In one embodiment, the alignment member 148 supports the introducer
144 such that the longitudinal axis 168 is substantially aligned
with a central axis 180 (FIG. 5) of the alignment member 148. That
is, the alignment member 148, which may comprise several
components, engages the introducer 144, such as the sheath 166, and
directs the introducer 144 into a position that substantially
aligns the longitudinal axis 168 of the introducer 144 with the
central axis 180 of the alignment member 148. In one embodiment,
when the sheath 166 of the introducer 144 includes the curved
section 174, the central axis 180 of the alignment member 148
includes a curvature that matches that of the curved longitudinal
axis 168, as shown in FIG. 4. In one embodiment, the alignment
member 148 comprises a channel or bore 182 (hereinafter "channel")
that defines the central axis 180, as illustrated in FIG. 5. The
introducer 144 is supported in the channel 182, which directs the
longitudinal axis 168 in substantial alignment with the central
axis 180 through engagement with portions of the channel 182, as
shown in FIGS. 2-4. The channel 182 may be formed in numerous ways
while performing the aligning function.
[0037] In one embodiment, the sheath 166 of the introducer 144 is
supported by the alignment member 148 such that the introducer 144
may slide along the central axis 180. This allows the introducer
144 to move between a retracted position (shown in phantom) and an
extended position, as illustrated in FIGS. 3 and 4 while the
longitudinal axis 168 of the portion of the sheath 166 within the
alignment member 148 remains aligned with the central axis 180 of
the alignment member 148.
[0038] In one embodiment, the alignment member 148 supports the
introducer 144 such that the longitudinal axis 168 of the
introducer 144 (and the central axis 180) is aligned at a
predetermined angle 184 to the longitudinal axis 158 of the
catheter guide 142 (and the central axis 162) supported in the
alignment member 146, as illustrated in FIG. 2. In one embodiment,
the predetermined angle 184 is in a range of 0-30 degrees.

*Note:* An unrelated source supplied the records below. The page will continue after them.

use anonrec::algorithms::parse_observations;
use anonrec::services::model_store::ServingModel;
use anonrec::{estimate_anonymous_score, AnonymousEstimator};
use criterion::{black_box, criterion_group, criterion_main, Criterion};
use rand::rngs::StdRng;
use rand::{Rng, SeedableRng};
use std::collections::HashMap;

fn random_model(features: usize, num_items: usize) -> ServingModel {
    let mut rng = StdRng::seed_from_u64(42);
    let items: HashMap<String, Vec<f32>> = (0..num_items)
        .map(|i| {
            let vector = (0..features).map(|_| rng.gen_range(-1.0f32..1.0)).collect();
            (i.to_string(), vector)
        })
        .collect();
    ServingModel::new(features, true, items).unwrap()
}

fn benchmark_parse(c: &mut Criterion) {
    let tokens: Vec<String> = (0..50).map(|i| format!("{}={}.5", i, i % 7)).collect();

    c.bench_function("parse_observations_50", |b| {
        b.iter(|| black_box(parse_observations(&tokens).unwrap()));
    });
}

fn benchmark_estimate(c: &mut Criterion) {
    let model = random_model(100, 10_000);
    let estimator = AnonymousEstimator::default();
    let tokens: Vec<String> = (0..20).map(|i| format!("{}={}", i * 37, 1 + i % 3)).collect();
    let observations = parse_observations(&tokens).unwrap();

    c.bench_function("build_features_f100_k20", |b| {
        b.iter(|| black_box(estimator.estimate(&observations, &model).unwrap()));
    });

    c.bench_function("estimate_anonymous_score_f100_k20", |b| {
        b.iter(|| black_box(estimate_anonymous_score(&estimator, &model, "5", &tokens).unwrap()));
    });
}

fn benchmark_model_build(c: &mut Criterion) {
    c.bench_function("serving_model_build_f50_n2000", |b| {
        b.iter(|| black_box(random_model(50, 2_000)));
    });
}

criterion_group!(benches, benchmark_parse, benchmark_estimate, benchmark_model_build);
criterion_main!(benches);
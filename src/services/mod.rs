pub mod model_store;
pub mod serving;
use crate::algorithms::{estimate_anonymous_score, AnonymousEstimator, FactorModel};
use crate::config::Config;
use crate::error::{EstimateError, Result};
use crate::models::HealthStatus;
use crate::services::model_store::ModelStore;
use dashmap::DashMap;
use std::collections::HashMap;
use std::sync::Arc;
use tracing::{debug, error, warn};

/// Answers anonymous-user estimates against whichever model snapshot is current.
pub struct ServingService {
    model_store: Arc<ModelStore>,
    estimator: AnonymousEstimator,
    serving_stats: Arc<DashMap<String, u64>>,
}

impl ServingService {
    pub fn new(model_store: Arc<ModelStore>, config: &Config) -> Self {
        Self {
            model_store,
            estimator: AnonymousEstimator::default()
                .with_prior_confidence(config.estimation.prior_confidence),
            serving_stats: Arc::new(DashMap::new()),
        }
    }

    pub fn with_estimator(model_store: Arc<ModelStore>, estimator: AnonymousEstimator) -> Self {
        Self {
            model_store,
            estimator,
            serving_stats: Arc::new(DashMap::new()),
        }
    }

    /// Estimates the score of `to_item_id` for a user known only by `item_tokens`.
    pub fn estimate_for_anonymous<S: AsRef<str>>(
        &self,
        to_item_id: &str,
        item_tokens: &[S],
    ) -> Result<f64> {
        self.increment_stat("total_requests", 1);

        let result = self.estimate_inner(to_item_id, item_tokens);
        match &result {
            Ok(_) => self.increment_stat("successful_requests", 1),
            Err(EstimateError::NotFound(id)) => {
                warn!("Unknown target item: {}", id);
                self.increment_stat("unknown_target", 1);
            }
            Err(EstimateError::MalformedObservation { token }) => {
                debug!("Rejected malformed observation: {}", token);
                self.increment_stat("malformed_requests", 1);
            }
            Err(EstimateError::ModelNotLoaded) => {
                self.increment_stat("model_not_loaded", 1);
            }
            Err(e) => {
                error!("Anonymous estimate for {} failed: {}", to_item_id, e);
                self.increment_stat("failed_requests", 1);
            }
        }
        result
    }

    fn estimate_inner<S: AsRef<str>>(&self, to_item_id: &str, item_tokens: &[S]) -> Result<f64> {
        let model = self.model_store.current()?;

        let estimate = estimate_anonymous_score(&self.estimator, &*model, to_item_id, item_tokens)?;
        if estimate.skipped > 0 {
            self.increment_stat("skipped_observations", estimate.skipped as u64);
        }
        Ok(estimate.score)
    }

    pub fn health(&self) -> HealthStatus {
        let model = self.model_store.current().ok();
        HealthStatus {
            status: if model.is_some() { "healthy" } else { "loading" }.to_string(),
            model_loaded: model.is_some(),
            features: model.map(|m| m.features()),
        }
    }

    pub fn serving_stats(&self) -> HashMap<String, u64> {
        self.serving_stats
            .iter()
            .map(|entry| (entry.key().clone(), *entry.value()))
            .collect()
    }

    fn increment_stat(&self, key: &str, by: u64) {
        let mut counter = self.serving_stats.entry(key.to_string()).or_insert(0);
        *counter += by;
    }
}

FIG. 3
illustrates the support of the introducer 144 by the alignment
member 148 such that the longitudinal axis 168 is substantially
parallel (predetermined angle 184 of 0 degrees) to the longitudinal
axis 158. In accordance with one embodiment, the predetermined
angle 184 is non-adjustable. In accordance with another embodiment,
the first alignment member 146 and/or the second alignment member
148 are adjustably attached to the body member 150, which allows
the predetermined angle 184 to be set as desired.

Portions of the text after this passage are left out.